Each of the records below must be reproduced verbatim.

Stored records
==*==

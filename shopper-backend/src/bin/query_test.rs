//! Query Test Fixture
//!
//! Runs one query through the personal shopper graph without booting the
//! HTTP front end, printing every delegate event as it arrives.
//!
//! Usage:
//!   TEST_QUERY="Compare Samsung Galaxy F54 and M34" \
//!   cargo run --bin query_test
//!
//! With `TEST_OFFLINE=1` every agent runs in-process with canned replies, so
//! neither the agent servers nor the LLM endpoint need to be up.

use dotenv::dotenv;
use std::env;
use std::sync::Arc;
use std::time::Duration;
use strum::IntoEnumIterator;

use shopper_backend::a2a::TaskEvent;
use shopper_backend::agents::{
    personal_shopper_graph, synthesizer_capability, AgentKind, GRAPH_NAME, SYNTHESIZER_DESCRIPTION,
    SYNTHESIZER_IDENTITY,
};
use shopper_backend::capabilities::ScriptedCapability;
use shopper_backend::client::A2aClient;
use shopper_backend::config::Config;
use shopper_backend::context::{OrchestrationContext, RunContext};
use shopper_backend::delegation::DelegationAggregator;
use shopper_backend::executor::TaskExecutor;
use shopper_backend::orchestration::{
    AgentIdentity, AgentRef, GraphError, LocalAgent, OrchestrationEvent, OrchestrationGraph,
    Orchestrator,
};

const DEFAULT_QUERY: &str = "Compare Samsung Galaxy F54 and M34";

fn local_agent(
    identity: &str,
    description: &str,
    capability: ScriptedCapability,
) -> Result<AgentRef, GraphError> {
    Ok(AgentRef::new(
        AgentIdentity::new(identity)?,
        description,
        Arc::new(LocalAgent::new(Arc::new(TaskExecutor::new(
            identity,
            Arc::new(capability),
        )))),
    ))
}

fn offline_graph() -> Result<OrchestrationGraph, GraphError> {
    let scripted = |kind: AgentKind| {
        local_agent(
            kind.identity(),
            kind.description(),
            ScriptedCapability::echoing(format!("[{}] ", kind.identity()))
                .with_processing_message(kind.processing_message())
                .with_delay(Duration::from_millis(200)),
        )
    };

    OrchestrationGraph::builder(GRAPH_NAME)
        .then(scripted(AgentKind::ProductRecommender)?)
        .parallel(vec![
            scripted(AgentKind::PriceTracker)?,
            scripted(AgentKind::ReviewAnalysis)?,
        ])
        .then(local_agent(
            SYNTHESIZER_IDENTITY,
            SYNTHESIZER_DESCRIPTION,
            ScriptedCapability::echoing("Recommendation based on: "),
        )?)
        .build()
}

fn live_graph() -> Result<OrchestrationGraph, String> {
    let config = Config::from_env().map_err(|e| e.to_string())?;
    for kind in AgentKind::iter() {
        println!("   {} -> {}", kind.identity(), config.card_url(kind));
    }
    let client = A2aClient::new(Duration::from_secs(config.llm.timeout_secs))
        .map_err(|e| e.to_string())?;
    let ctx = OrchestrationContext::new(Arc::new(client));
    let synthesizer = synthesizer_capability(&config.llm).map_err(|e| e.to_string())?;
    personal_shopper_graph(&ctx, &config, Arc::new(synthesizer)).map_err(|e| e.to_string())
}

#[tokio::main]
async fn main() {
    dotenv().ok();
    env_logger::init();

    let query = env::var("TEST_QUERY").unwrap_or_else(|_| DEFAULT_QUERY.to_string());
    let offline = matches!(env::var("TEST_OFFLINE").as_deref(), Ok("1") | Ok("true"));

    println!("==========================================================");
    println!("🛒 Query: {}", query);
    println!("   Mode: {}", if offline { "offline" } else { "live" });
    println!("==========================================================");

    let graph = if offline {
        offline_graph().map_err(|e| e.to_string())
    } else {
        live_graph()
    };
    let graph = match graph {
        Ok(graph) => graph,
        Err(e) => {
            eprintln!("❌ Could not build graph: {}", e);
            std::process::exit(1);
        }
    };

    let mut aggregator = DelegationAggregator::new(graph.agent_count());
    aggregator.reset(&query);
    let orchestrator = Orchestrator::new(graph);
    let run = RunContext::new(query.as_str(), None);
    let mut events = orchestrator.run(&run);

    let mut final_answer = String::new();
    while let Some(event) = events.recv().await {
        match event {
            OrchestrationEvent::StageStarted { index, agents } => {
                let names: Vec<String> = agents.iter().map(|a| a.label()).collect();
                println!("\n▶️  Stage {}: {}", index + 1, names.join(", "));
            }
            OrchestrationEvent::Delegate(delegate) => {
                if let TaskEvent::Working { message } = &delegate.event {
                    println!("   ⏳ {}: {}", delegate.author.label(), message);
                }
                let observed = aggregator.observe_event(&delegate.author, &delegate.event);
                if let Some(observation) = observed {
                    let status = match delegate.event {
                        TaskEvent::Completed { .. } => "✅",
                        _ => "❌",
                    };
                    println!(
                        "   {} {} ({}%)",
                        status,
                        observation.label,
                        aggregator.progress().percent()
                    );
                    println!("      {}", delegate.event.text().unwrap_or_default());
                }
            }
            OrchestrationEvent::StageCompleted { index, outputs } => {
                let ok = outputs.iter().filter(|o| o.succeeded).count();
                println!("   Stage {} done: {}/{} succeeded", index + 1, ok, outputs.len());
            }
            OrchestrationEvent::Finished { final_answer: answer } => {
                aggregator.finish();
                final_answer = answer;
            }
        }
    }

    println!("\n==========================================================");
    println!("📊 Delegations: {}", aggregator.labels().join(", "));
    println!("🎯 Final answer:");
    println!("{}", final_answer);
    println!("==========================================================");
}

==*==

ANSWER AREA
filename shopper-backend/src/bin/query_test.rs
//! Query Test Fixture
//!
//! Runs one query through the personal shopper graph without booting the
//! HTTP front end, printing every delegate event as it arrives.
//!
//! Usage:
//!   TEST_QUERY="Compare Samsung Galaxy F54 and M34" \
//!   cargo run --bin query_test
//!
//! With `TEST_OFFLINE=1` every agent runs in-process with canned replies, so
//! neither the agent servers nor the LLM endpoint need to be up.

use dotenv::dotenv;
use std::env;
use std::sync::Arc;
use std::time::Duration;
use strum::IntoEnumIterator;

use shopper_backend::a2a::TaskEvent;
use shopper_backend::agents::{
    personal_shopper_graph, synthesizer_capability, AgentKind, GRAPH_NAME, SYNTHESIZER_DESCRIPTION,
    SYNTHESIZER_IDENTITY,
};
use shopper_backend::capabilities::ScriptedCapability;
use shopper_backend::client::A2aClient;
use shopper_backend::config::Config;
use shopper_backend::context::{OrchestrationContext, RunContext};
use shopper_backend::delegation::DelegationAggregator;
use shopper_backend::executor::TaskExecutor;
use shopper_backend::orchestration::{
    AgentIdentity, AgentRef, GraphError, LocalAgent, OrchestrationEvent, OrchestrationGraph,
    Orchestrator,
};

const DEFAULT_QUERY: &str = "Compare Samsung Galaxy F54 and M34";

fn local_agent(
    identity: &str,
    description: &str,
    capability: ScriptedCapability,
) -> Result<AgentRef, GraphError> {
    Ok(AgentRef::new(
        AgentIdentity::new(identity)?,
        description,
        Arc::new(LocalAgent::new(Arc::new(TaskExecutor::new(
            identity,
            Arc::new(capability),
        )))),
    ))
}

fn offline_graph() -> Result<OrchestrationGraph, GraphError> {
    let scripted = |kind: AgentKind| {
        local_agent(
            kind.identity(),
            kind.description(),
            ScriptedCapability::echoing(format!("[{}] ", kind.identity()))
                .with_processing_message(kind.processing_message())
                .with_delay(Duration::from_millis(200)),
        )
    };

    OrchestrationGraph::builder(GRAPH_NAME)
        .then(scripted(AgentKind::ProductRecommender)?)
        .parallel(vec![
            scripted(AgentKind::PriceTracker)?,
            scripted(AgentKind::ReviewAnalysis)?,
        ])
        .then(local_agent(
            SYNTHESIZER_IDENTITY,
            SYNTHESIZER_DESCRIPTION,
            ScriptedCapability::echoing("Recommendation based on: "),
        )?)
        .build()
}

fn live_graph() -> Result<OrchestrationGraph, String> {
    let config = Config::from_env().map_err(|e| e.to_string())?;
    for kind in AgentKind::iter() {
        println!("   {} -> {}", kind.identity(), config.card_url(kind));
    }
    let client = A2aClient::new(Duration::from_secs(config.llm.timeout_secs))
        .map_err(|e| e.to_string())?;
    let ctx = OrchestrationContext::new(Arc::new(client));
    let synthesizer = synthesizer_capability(&config.llm).map_err(|e| e.to_string())?;
    personal_shopper_graph(&ctx, &config, Arc::new(synthesizer)).map_err(|e| e.to_string())
}

#[tokio::main]
async fn main() {
    dotenv().ok();
    env_logger::init();

    let query = env::var("TEST_QUERY").unwrap_or_else(|_| DEFAULT_QUERY.to_string());
    let offline = matches!(env::var("TEST_OFFLINE").as_deref(), Ok("1") | Ok("true"));

    println!("==========================================================");
    println!("🛒 Query: {}", query);
    println!("   Mode: {}", if offline { "offline" } else { "live" });
    println!("==========================================================");

    let graph = if offline {
        offline_graph().map_err(|e| e.to_string())
    } else {
        live_graph()
    };
    let graph = match graph {
        Ok(graph) => graph,
        Err(e) => {
            eprintln!("❌ Could not build graph: {}", e);
            std::process::exit(1);
        }
    };

    let mut aggregator = DelegationAggregator::new(graph.agent_count());
    aggregator.reset(&query);
    let orchestrator = Orchestrator::new(graph);
    let run = RunContext::new(query.as_str(), None);
    let mut events = orchestrator.run(&run);

    let mut final_answer = String::new();
    while let Some(event) = events.recv().await {
        match event {
            OrchestrationEvent::StageStarted { index, agents } => {
                let names: Vec<String> = agents.iter().map(|a| a.label()).collect();
                println!("\n▶️  Stage {}: {}", index + 1, names.join(", "));
            }
            OrchestrationEvent::Delegate(delegate) => {
                if let TaskEvent::Working { message } = &delegate.event {
                    println!("   ⏳ {}: {}", delegate.author.label(), message);
                }
                let observed = aggregator.observe_event(&delegate.author, &delegate.event);
                if let Some(observation) = observed {
                    let status = match delegate.event {
                        TaskEvent::Completed { .. } => "✅",
                        _ => "❌",
                    };
                    println!(
                        "   {} {} ({}%)",
                        status,
                        observation.label,
                        aggregator.progress().percent()
                    );
                    println!("      {}", delegate.event.text().unwrap_or_default());
                }
            }
            OrchestrationEvent::StageCompleted { index, outputs } => {
                let ok = outputs.iter().filter(|o| o.succeeded).count();
                println!("   Stage {} done: {}/{} succeeded", index + 1, ok, outputs.len());
            }
            OrchestrationEvent::Finished { final_answer: answer } => {
                aggregator.finish();
                final_answer = answer;
            }
        }
    }

    println!("\n==========================================================");
    println!("📊 Delegations: {}", aggregator.labels().join(", "));
    println!("🎯 Final answer:");
    println!("{}", final_answer);
    println!("==========================================================");
}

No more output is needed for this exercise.